- Developers: Digital Reality THQ Nordic (Infinity)
- Publishers: Digital Reality Bandai Namco Partners (Xbox 360) HandyGames (Infinity)
- Platforms: Nintendo Switch; PlayStation 3 (PSN); PlayStation 4; Windows; Xbox 360 (XBLA); Xbox One;
- Release: PlayStation 3 NA: September 6, 2011; PAL: September 7, 2011; Xbox 360 WW: September 7, 2011; Windows WW: November 21, 2011; Infinity Nintendo Switch, PlayStation 4, Windows, Xbox One WW: July 29, 2021;
- Genre: Arcade racing
- Modes: Single-player, Multiplayer

= SkyDrift =

2011 video game

SkyDrift is a 2011 airplane racing video game developed by Digital Reality. It was self-published by the developer on the Microsoft Windows and PlayStation 3 platforms. The Xbox 360 version was published by Bandai Namco Partners.

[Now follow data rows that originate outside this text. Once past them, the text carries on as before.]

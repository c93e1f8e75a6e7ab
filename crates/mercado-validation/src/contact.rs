//! E-mail and mobile number validation.

use regex::Regex;
use std::sync::LazyLock;

use crate::document::only_digits;

/// `local@domain.tld` shape; not a full RFC 5322 check.
static EMAIL: LazyLock<Regex> = LazyLock::new(|| {
    Regex::new(r"^[^\s@]+@[^\s@]+\.[^\s@]+$").expect("email pattern is valid")
});

/// Digits in a Brazilian mobile number: 2-digit area code + 9-digit number.
pub const MOBILE_DIGITS: usize = 11;

/// Validates the rough shape of an e-mail address.
#[must_use]
pub fn validate_email(email: &str) -> bool {
    EMAIL.is_match(email)
}

/// Validates a mobile number: exactly 11 digits once formatting is removed.
#[must_use]
pub fn validate_mobile(celular: &str) -> bool {
    only_digits(celular).len() == MOBILE_DIGITS
}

The game features multiple game modes which are primarily focused on combat racing. Two downloadable content packs have been released which add additional planes and two new game modes. The game was well received, with aggregate scores ranging in the mid-to-high 70% range. Critics generally felt that the gameplay was strong, that the controls were responsive, and that the online multiplayer was excellent, though multiple reviewers cited disappointment in the lack of any local multiplayer.

A remaster of the game called SkyDrift Infinity was released by HandyGames on July 29, 2021.

==Gameplay==

SkyDrift is an airplane racing game with a heavy emphasis on combat.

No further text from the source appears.